Given data: Begin
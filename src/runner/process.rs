//! External runner that launches the simulation program as a child process.
//!
//! Each started process gets a small supervisor task. The task reaps the
//! child, packages the artifacts of a successful run, and publishes the final
//! exit status through a watch channel that the [`ProcessHandle`] reads
//! without blocking.
//!
//! ```text
//!   start() ──spawn──▶ child ──────────────┐
//!                                          ▼
//!   ProcessHandle ◀── watch<Option<i32>> ── supervisor ── exit 0 ──▶ bundle_artifacts()
//!        │                                  ▲
//!        └── terminate() ── oneshot ────────┘ (kill)
//! ```

use std::path::{Path, PathBuf};
use std::process::Stdio;

use async_trait::async_trait;
use tokio::process::{Child, Command};
use tokio::sync::{oneshot, watch};

use crate::runner::bundle::{DEFAULT_BUNDLE_NAME, PARAMETERS_FILE, RUNNER_LOG_FILE, bundle_artifacts};
use crate::runner::error::{Result, RunnerError};
use crate::runner::{ExternalRunner, RunnerHandle};
use crate::simulation::SimulationParameters;

/// Exit status reported for a process that died without an exit code
/// (killed by a signal, or lost by its supervisor).
pub const KILLED_EXIT_CODE: i32 = -1;

/// Exit status reported when the program succeeded but its artifacts could
/// not be bundled.
pub const BUNDLE_FAILED_EXIT_CODE: i32 = -2;

/// Runs a configured program inside the simulation's working directory.
///
/// The program receives:
/// - `SIMFORGE_PARAMETERS`: path of the JSON parameters file
/// - `SIMFORGE_OUTPUT_DIR`: the working directory
///
/// stdout and stderr go to `runner.log` in the working directory.
#[derive(Debug, Clone)]
pub struct ProcessRunner {
    program: PathBuf,
    args: Vec<String>,
    bundle_name: String,
}

impl ProcessRunner {
    pub fn new(program: impl Into<PathBuf>) -> Self {
        Self {
            program: program.into(),
            args: Vec::new(),
            bundle_name: DEFAULT_BUNDLE_NAME.to_string(),
        }
    }

    /// Extra arguments passed to the program.
    pub fn with_args<I, S>(mut self, args: I) -> Self
    where
        I: IntoIterator<Item = S>,
        S: Into<String>,
    {
        self.args = args.into_iter().map(Into::into).collect();
        self
    }

    /// File name of the output archive inside the working directory.
    pub fn with_bundle_name(mut self, name: impl Into<String>) -> Self {
        self.bundle_name = name.into();
        self
    }

    pub fn program(&self) -> &Path {
        &self.program
    }

    pub fn args(&self) -> &[String] {
        &self.args
    }

    /// Relative program paths with a directory part are resolved against our
    /// own cwd, not the child's.
    fn resolved_program(&self) -> std::io::Result<PathBuf> {
        if self.program.components().count() > 1 && self.program.is_relative() {
            std::path::absolute(&self.program)
        } else {
            Ok(self.program.clone())
        }
    }
}

#[async_trait]
impl ExternalRunner for ProcessRunner {
    async fn start(
        &self,
        parameters: &SimulationParameters,
        working_dir: &Path,
    ) -> Result<Box<dyn RunnerHandle>> {
        let working_dir = std::path::absolute(working_dir)?;
        let program = self.resolved_program()?;

        let parameters_path = working_dir.join(PARAMETERS_FILE);
        tokio::fs::write(&parameters_path, serde_json::to_vec_pretty(parameters)?).await?;

        let stdout_log = tokio::fs::File::create(working_dir.join(RUNNER_LOG_FILE))
            .await?
            .into_std()
            .await;
        let stderr_log = stdout_log.try_clone()?;

        let mut cmd = Command::new(&program);
        cmd.args(&self.args)
            .current_dir(&working_dir)
            .env("SIMFORGE_PARAMETERS", &parameters_path)
            .env("SIMFORGE_OUTPUT_DIR", &working_dir)
            .stdin(Stdio::null())
            .stdout(Stdio::from(stdout_log))
            .stderr(Stdio::from(stderr_log));

        let child = cmd.spawn().map_err(|e| RunnerError::SpawnFailed {
            program: program.clone(),
            reason: e.to_string(),
        })?;

        tracing::debug!(
            program = %program.display(),
            pid = ?child.id(),
            working_dir = %working_dir.display(),
            "Spawned external runner"
        );

        let bundle_path = self.bundle_path(&working_dir);
        Ok(Box::new(ProcessHandle::supervise(
            child,
            working_dir,
            bundle_path,
        )))
    }

    fn bundle_path(&self, working_dir: &Path) -> PathBuf {
        working_dir.join(&self.bundle_name)
    }
}

/// Handle to a supervised child process.
///
/// Dropping the handle while the process is alive kills the process.
pub struct ProcessHandle {
    status: watch::Receiver<Option<i32>>,
    kill: Option<oneshot::Sender<()>>,
}

impl ProcessHandle {
    fn supervise(child: Child, working_dir: PathBuf, bundle_path: PathBuf) -> Self {
        let pid = child.id();
        let (status_tx, status_rx) = watch::channel(None);
        let (kill_tx, mut kill_rx) = oneshot::channel();

        tokio::spawn(async move {
            let code = wait_for_exit(child, &mut kill_rx).await;
            let code = finish(code, &mut kill_rx, &working_dir, &bundle_path).await;
            tracing::debug!(pid = ?pid, exit_code = code, "External runner finished");
            status_tx.send_replace(Some(code));
        });

        Self {
            status: status_rx,
            kill: Some(kill_tx),
        }
    }
}

impl RunnerHandle for ProcessHandle {
    fn is_alive(&self) -> bool {
        self.exit_status().is_none()
    }

    fn exit_status(&self) -> Option<i32> {
        // Closed first: the sender only closes after the final publish.
        let closed = self.status.has_changed().is_err();
        let status = *self.status.borrow();
        // A supervisor that went away without publishing lost the process.
        status.or(closed.then_some(KILLED_EXIT_CODE))
    }

    fn terminate(&mut self) {
        if let Some(kill) = self.kill.take() {
            let _ = kill.send(());
        }
    }
}

async fn wait_for_exit(mut child: Child, kill_rx: &mut oneshot::Receiver<()>) -> i32 {
    tokio::select! {
        status = child.wait() => match status {
            Ok(status) => status.code().unwrap_or(KILLED_EXIT_CODE),
            Err(e) => {
                tracing::warn!("Failed to wait for external runner: {}", e);
                KILLED_EXIT_CODE
            }
        },
        // Fires on terminate() and when the handle is dropped.
        _ = kill_rx => {
            if let Err(e) = child.kill().await {
                tracing::warn!("Failed to kill external runner: {}", e);
            }
            KILLED_EXIT_CODE
        }
    }
}

/// Final status of a reaped process, bundling the artifacts of a clean exit.
///
/// A clean exit that raced a stop (or a dropped handle) is reported as killed
/// and left unbundled. Once bundling has begun it runs to completion.
async fn finish(
    code: i32,
    kill_rx: &mut oneshot::Receiver<()>,
    working_dir: &Path,
    bundle_path: &Path,
) -> i32 {
    if code != 0 {
        return code;
    }
    match kill_rx.try_recv() {
        Err(oneshot::error::TryRecvError::Empty) => {
            package(working_dir.to_path_buf(), bundle_path.to_path_buf()).await
        }
        _ => {
            tracing::debug!("External runner stopped before bundling");
            KILLED_EXIT_CODE
        }
    }
}

async fn package(working_dir: PathBuf, bundle_path: PathBuf) -> i32 {
    let result =
        tokio::task::spawn_blocking(move || bundle_artifacts(&working_dir, &bundle_path)).await;

    match result {
        Ok(Ok(_)) => 0,
        Ok(Err(e)) => {
            tracing::error!("Failed to bundle simulation output: {}", e);
            BUNDLE_FAILED_EXIT_CODE
        }
        Err(e) => {
            tracing::error!("Bundling task panicked: {}", e);
            BUNDLE_FAILED_EXIT_CODE
        }
    }
}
Given data: End
Exercise:
Check each line of the entries, and copy the ones that contain "directory".

Answer to the problem:
/// Runs a configured program inside the simulation's working directory.
/// - `SIMFORGE_OUTPUT_DIR`: the working directory
/// stdout and stderr go to `runner.log` in the working directory.
    /// File name of the output archive inside the working directory.
    /// Relative program paths with a directory part are resolved against our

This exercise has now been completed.